── Material for this exercise

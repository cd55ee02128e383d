use serde::Deserialize;
use std::fs;
use std::path::{Path, PathBuf};
use std::process::{Command, Output};
use tempfile::TempDir;

fn imgindex_bin() -> PathBuf {
    PathBuf::from(env!("CARGO_BIN_EXE_imgindex"))
}

fn run_cli(args: &[&str], home: &Path) -> Output {
    let mut cmd = Command::new(imgindex_bin());
    cmd.args(args)
        .env("IMGINDEX_HOME", home)
        .env("RUST_LOG", "error")
        .env_remove("IMGINDEX_CONFIG");
    cmd.output().expect("failed to execute imgindex CLI")
}

fn run_cli_json(args: &[&str], home: &Path) -> (i32, serde_json::Value) {
    let output = run_cli(args, home);
    let stdout = String::from_utf8_lossy(&output.stdout);
    let json_start = stdout.find(|c| c == '{' || c == '[').unwrap_or_else(|| {
        panic!(
            "no JSON payload found in output\nstdout:\n{}\nstderr:\n{}",
            stdout,
            String::from_utf8_lossy(&output.stderr)
        )
    });
    let mut deserializer = serde_json::Deserializer::from_str(&stdout[json_start..]);
    let value = serde_json::Value::deserialize(&mut deserializer).expect("invalid JSON output");
    (output.status.code().expect("terminated by signal"), value)
}

fn images_dir(names: &[&str]) -> TempDir {
    let dir = TempDir::new().unwrap();
    for name in names {
        fs::write(dir.path().join(name), b"").unwrap();
    }
    dir
}

#[test]
fn index_writes_sidecar_and_database() {
    let home = TempDir::new().unwrap();
    let out = TempDir::new().unwrap();
    let images = images_dir(&[
        "0003_SALON-PROTECTION_GEN_20250818.jpg",
        "2101_CARRELAGE_GEN.jpg",
        "3701_LAVABO_DET.webp",
    ]);

    let (code, json) = run_cli_json(
        &[
            "index",
            images.path().to_str().unwrap(),
            "--out",
            out.path().to_str().unwrap(),
            "--base-url",
            "https://cdn.example/images/",
            "--db-name",
            "Renovation",
            "--json",
        ],
        home.path(),
    );
    assert_eq!(code, 0);
    assert_eq!(json["indexed"], 3);
    assert_eq!(json["clean"], true);

    let sidecar = fs::read_to_string(out.path().join("images_sidecar.csv")).unwrap();
    let mut lines = sidecar.lines();
    assert_eq!(
        lines.next().unwrap(),
        "filename,identifier,zone_id,zone,category_id,category,sequence,detail,view_type,view_label,extension,capture_date,classification"
    );
    assert_eq!(lines.count(), 3);

    let db: serde_json::Value =
        serde_json::from_str(&fs::read_to_string(out.path().join("images_db.json")).unwrap())
            .unwrap();
    assert_eq!(db["db_name"], "Renovation");
    assert_eq!(db["count"], 3);
    let first = &db["items"][0];
    assert_eq!(first["id"], "0003");
    assert_eq!(first["title"], "General View · SALON PROTECTION · GEN");
    assert_eq!(
        first["url"],
        "https://cdn.example/images/0003_SALON-PROTECTION_GEN_20250818.jpg"
    );
    assert_eq!(first["classification"], "dated");
    assert_eq!(db["items"][2]["classification"], "undated");

    let (code, json) = run_cli_json(
        &["verify", out.path().join("images_db.json").to_str().unwrap(), "--json"],
        home.path(),
    );
    assert_eq!(code, 0);
    assert_eq!(json["valid"], true);
}

#[test]
fn index_skips_rejected_files() {
    let home = TempDir::new().unwrap();
    let out = TempDir::new().unwrap();
    let images = images_dir(&["2101_CARRELAGE_GEN.jpg", "2101_DOUBLON_GEN.jpg", "README.md"]);

    let (code, json) = run_cli_json(
        &[
            "index",
            images.path().to_str().unwrap(),
            "--out",
            out.path().to_str().unwrap(),
            "--json",
        ],
        home.path(),
    );
    assert_eq!(code, 2);
    assert_eq!(json["total"], 3);
    assert_eq!(json["indexed"], 1);
    assert_eq!(json["rejected"].as_array().unwrap().len(), 2);

    let db: serde_json::Value =
        serde_json::from_str(&fs::read_to_string(out.path().join("images_db.json")).unwrap())
            .unwrap();
    assert_eq!(db["db_name"], "ImageCatalog");
    assert!(db["items"][0].get("url").is_none());
}

#[test]
fn config_file_extends_vocabulary() {
    let home = TempDir::new().unwrap();
    let out = TempDir::new().unwrap();
    let images = images_dir(&["4101_EVIER_GEN_20250301.jpg"]);
    let images_arg = images.path().to_str().unwrap();

    let (code, json) = run_cli_json(&["validate", images_arg, "--json"], home.path());
    assert_eq!(code, 2);
    assert_eq!(json["rejections"][0]["reasons"][0]["kind"], "unknown_zone");

    fs::write(
        home.path().join("config.toml"),
        "base_url = \"https://cdn.example\"\n\n[[zones]]\nid = 4\nlabel = \"kitchen\"\n",
    )
    .unwrap();
    let (code, json) = run_cli_json(
        &["index", images_arg, "--out", out.path().to_str().unwrap(), "--json"],
        home.path(),
    );
    assert_eq!(code, 0);
    assert_eq!(json["indexed"], 1);

    let db: serde_json::Value =
        serde_json::from_str(&fs::read_to_string(out.path().join("images_db.json")).unwrap())
            .unwrap();
    assert_eq!(db["items"][0]["url"], "https://cdn.example/4101_EVIER_GEN_20250301.jpg");
    assert_eq!(db["items"][0]["tags"][0], "kitchen");
}

#[test]
fn missing_explicit_config_is_an_error() {
    let home = TempDir::new().unwrap();
    let images = images_dir(&["2101_CARRELAGE_GEN.jpg"]);
    let missing = home.path().join("absent.toml");

    let (code, json) = run_cli_json(
        &[
            "validate",
            images.path().to_str().unwrap(),
            "--config",
            missing.to_str().unwrap(),
            "--json",
        ],
        home.path(),
    );
    assert_eq!(code, 1);
    assert!(json["error"]["message"]
        .as_str()
        .unwrap()
        .contains("Configuration error"));
}

#[test]
fn verify_flags_tampered_database() {
    let home = TempDir::new().unwrap();
    let dir = TempDir::new().unwrap();
    let path = dir.path().join("images_db.json");
    fs::write(
        &path,
        r#"{
  "db_name": "ImageCatalog",
  "created_at": "2025-08-20",
  "count": 3,
  "items": [
    {"id": "2101", "title": "a", "tags": [], "classification": "undated"},
    {"id": "2101", "title": "b", "tags": [], "classification": "archived"}
  ]
}"#,
    )
    .unwrap();

    let (code, json) = run_cli_json(&["verify", path.to_str().unwrap(), "--json"], home.path());
    assert_eq!(code, 2);
    assert_eq!(json["valid"], false);
    let kinds: Vec<&str> = json["violations"]
        .as_array()
        .unwrap()
        .iter()
        .map(|v| v["kind"].as_str().unwrap())
        .collect();
    assert_eq!(
        kinds,
        vec!["count_mismatch", "duplicate_identifier", "unknown_classification"]
    );
}

#[test]
fn broken_default_config_spares_config_and_id_commands() {
    let home = TempDir::new().unwrap();
    fs::write(home.path().join("config.toml"), "strict = \"sometimes\"\n").unwrap();

    let (code, json) = run_cli_json(&["config", "--json"], home.path());
    assert_eq!(code, 1);
    assert_eq!(json["config_file"]["exists"], true);
    assert!(json["config_file"]["error"]
        .as_str()
        .unwrap()
        .contains("Invalid config"));
    assert_eq!(json["zones"][0]["label"], "worksite");

    let (code, json) = run_cli_json(&["id", "decode", "2101", "--json"], home.path());
    assert_eq!(code, 0);
    assert_eq!(json["zone"], "bathroom");

    let images = images_dir(&["2101_CARRELAGE_GEN.jpg"]);
    let (code, json) = run_cli_json(
        &["validate", images.path().to_str().unwrap(), "--json"],
        home.path(),
    );
    assert_eq!(code, 1);
    assert!(json["error"]["message"]
        .as_str()
        .unwrap()
        .contains("Configuration error"));
}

────

§ Exercise prompt
What's needed is a word-for-word restatement of all the entries.

§ Response to the task
repository cd55ee02128e383d
use serde::Deserialize;
use std::fs;
use std::path::{Path, PathBuf};
use std::process::{Command, Output};
use tempfile::TempDir;

fn imgindex_bin() -> PathBuf {
    PathBuf::from(env!("CARGO_BIN_EXE_imgindex"))
}

fn run_cli(args: &[&str], home: &Path) -> Output {
    let mut cmd = Command::new(imgindex_bin());
    cmd.args(args)
        .env("IMGINDEX_HOME", home)
        .env("RUST_LOG", "error")
        .env_remove("IMGINDEX_CONFIG");
    cmd.output().expect("failed to execute imgindex CLI")
}

fn run_cli_json(args: &[&str], home: &Path) -> (i32, serde_json::Value) {
    let output = run_cli(args, home);
    let stdout = String::from_utf8_lossy(&output.stdout);
    let json_start = stdout.find(|c| c == '{' || c == '[').unwrap_or_else(|| {
        panic!(
            "no JSON payload found in output\nstdout:\n{}\nstderr:\n{}",
            stdout,
            String::from_utf8_lossy(&output.stderr)
        )
    });
    let mut deserializer = serde_json::Deserializer::from_str(&stdout[json_start..]);
    let value = serde_json::Value::deserialize(&mut deserializer).expect("invalid JSON output");
    (output.status.code().expect("terminated by signal"), value)
}

fn images_dir(names: &[&str]) -> TempDir {
    let dir = TempDir::new().unwrap();
    for name in names {
        fs::write(dir.path().join(name), b"").unwrap();
    }
    dir
}

#[test]
fn index_writes_sidecar_and_database() {
    let home = TempDir::new().unwrap();
    let out = TempDir::new().unwrap();
    let images = images_dir(&[
        "0003_SALON-PROTECTION_GEN_20250818.jpg",
        "2101_CARRELAGE_GEN.jpg",
        "3701_LAVABO_DET.webp",
    ]);

    let (code, json) = run_cli_json(
        &[
            "index",
            images.path().to_str().unwrap(),
            "--out",
            out.path().to_str().unwrap(),
            "--base-url",
            "https://cdn.example/images/",
            "--db-name",
            "Renovation",
            "--json",
        ],
        home.path(),
    );
    assert_eq!(code, 0);
    assert_eq!(json["indexed"], 3);
    assert_eq!(json["clean"], true);

    let sidecar = fs::read_to_string(out.path().join("images_sidecar.csv")).unwrap();
    let mut lines = sidecar.lines();
    assert_eq!(
        lines.next().unwrap(),
        "filename,identifier,zone_id,zone,category_id,category,sequence,detail,view_type,view_label,extension,capture_date,classification"
    );
    assert_eq!(lines.count(), 3);

    let db: serde_json::Value =
        serde_json::from_str(&fs::read_to_string(out.path().join("images_db.json")).unwrap())
            .unwrap();
    assert_eq!(db["db_name"], "Renovation");
    assert_eq!(db["count"], 3);
    let first = &db["items"][0];
    assert_eq!(first["id"], "0003");
    assert_eq!(first["title"], "General View · SALON PROTECTION · GEN");
    assert_eq!(
        first["url"],
        "https://cdn.example/images/0003_SALON-PROTECTION_GEN_20250818.jpg"
    );
    assert_eq!(first["classification"], "dated");
    assert_eq!(db["items"][2]["classification"], "undated");

    let (code, json) = run_cli_json(
        &["verify", out.path().join("images_db.json").to_str().unwrap(), "--json"],
        home.path(),
    );
    assert_eq!(code, 0);
    assert_eq!(json["valid"], true);
}

#[test]
fn index_skips_rejected_files() {
    let home = TempDir::new().unwrap();
    let out = TempDir::new().unwrap();
    let images = images_dir(&["2101_CARRELAGE_GEN.jpg", "2101_DOUBLON_GEN.jpg", "README.md"]);

    let (code, json) = run_cli_json(
        &[
            "index",
            images.path().to_str().unwrap(),
            "--out",
            out.path().to_str().unwrap(),
            "--json",
        ],
        home.path(),
    );
    assert_eq!(code, 2);
    assert_eq!(json["total"], 3);
    assert_eq!(json["indexed"], 1);
    assert_eq!(json["rejected"].as_array().unwrap().len(), 2);

    let db: serde_json::Value =
        serde_json::from_str(&fs::read_to_string(out.path().join("images_db.json")).unwrap())
            .unwrap();
    assert_eq!(db["db_name"], "ImageCatalog");
    assert!(db["items"][0].get("url").is_none());
}

#[test]
fn config_file_extends_vocabulary() {
    let home = TempDir::new().unwrap();
    let out = TempDir::new().unwrap();
    let images = images_dir(&["4101_EVIER_GEN_20250301.jpg"]);
    let images_arg = images.path().to_str().unwrap();

    let (code, json) = run_cli_json(&["validate", images_arg, "--json"], home.path());
    assert_eq!(code, 2);
    assert_eq!(json["rejections"][0]["reasons"][0]["kind"], "unknown_zone");

    fs::write(
        home.path().join("config.toml"),
        "base_url = \"https://cdn.example\"\n\n[[zones]]\nid = 4\nlabel = \"kitchen\"\n",
    )
    .unwrap();
    let (code, json) = run_cli_json(
        &["index", images_arg, "--out", out.path().to_str().unwrap(), "--json"],
        home.path(),
    );
    assert_eq!(code, 0);
    assert_eq!(json["indexed"], 1);

    let db: serde_json::Value =
        serde_json::from_str(&fs::read_to_string(out.path().join("images_db.json")).unwrap())
            .unwrap();
    assert_eq!(db["items"][0]["url"], "https://cdn.example/4101_EVIER_GEN_20250301.jpg");
    assert_eq!(db["items"][0]["tags"][0], "kitchen");
}

#[test]
fn missing_explicit_config_is_an_error() {
    let home = TempDir::new().unwrap();
    let images = images_dir(&["2101_CARRELAGE_GEN.jpg"]);
    let missing = home.path().join("absent.toml");

    let (code, json) = run_cli_json(
        &[
            "validate",
            images.path().to_str().unwrap(),
            "--config",
            missing.to_str().unwrap(),
            "--json",
        ],
        home.path(),
    );
    assert_eq!(code, 1);
    assert!(json["error"]["message"]
        .as_str()
        .unwrap()
        .contains("Configuration error"));
}

#[test]
fn verify_flags_tampered_database() {
    let home = TempDir::new().unwrap();
    let dir = TempDir::new().unwrap();
    let path = dir.path().join("images_db.json");
    fs::write(
        &path,
        r#"{
  "db_name": "ImageCatalog",
  "created_at": "2025-08-20",
  "count": 3,
  "items": [
    {"id": "2101", "title": "a", "tags": [], "classification": "undated"},
    {"id": "2101", "title": "b", "tags": [], "classification": "archived"}
  ]
}"#,
    )
    .unwrap();

    let (code, json) = run_cli_json(&["verify", path.to_str().unwrap(), "--json"], home.path());
    assert_eq!(code, 2);
    assert_eq!(json["valid"], false);
    let kinds: Vec<&str> = json["violations"]
        .as_array()
        .unwrap()
        .iter()
        .map(|v| v["kind"].as_str().unwrap())
        .collect();
    assert_eq!(
        kinds,
        vec!["count_mismatch", "duplicate_identifier", "unknown_classification"]
    );
}

#[test]
fn broken_default_config_spares_config_and_id_commands() {
    let home = TempDir::new().unwrap();
    fs::write(home.path().join("config.toml"), "strict = \"sometimes\"\n").unwrap();

    let (code, json) = run_cli_json(&["config", "--json"], home.path());
    assert_eq!(code, 1);
    assert_eq!(json["config_file"]["exists"], true);
    assert!(json["config_file"]["error"]
        .as_str()
        .unwrap()
        .contains("Invalid config"));
    assert_eq!(json["zones"][0]["label"], "worksite");

    let (code, json) = run_cli_json(&["id", "decode", "2101", "--json"], home.path());
    assert_eq!(code, 0);
    assert_eq!(json["zone"], "bathroom");

    let images = images_dir(&["2101_CARRELAGE_GEN.jpg"]);
    let (code, json) = run_cli_json(
        &["validate", images.path().to_str().unwrap(), "--json"],
        home.path(),
    );
    assert_eq!(code, 1);
    assert!(json["error"]["message"]
        .as_str()
        .unwrap()
        .contains("Configuration error"));
}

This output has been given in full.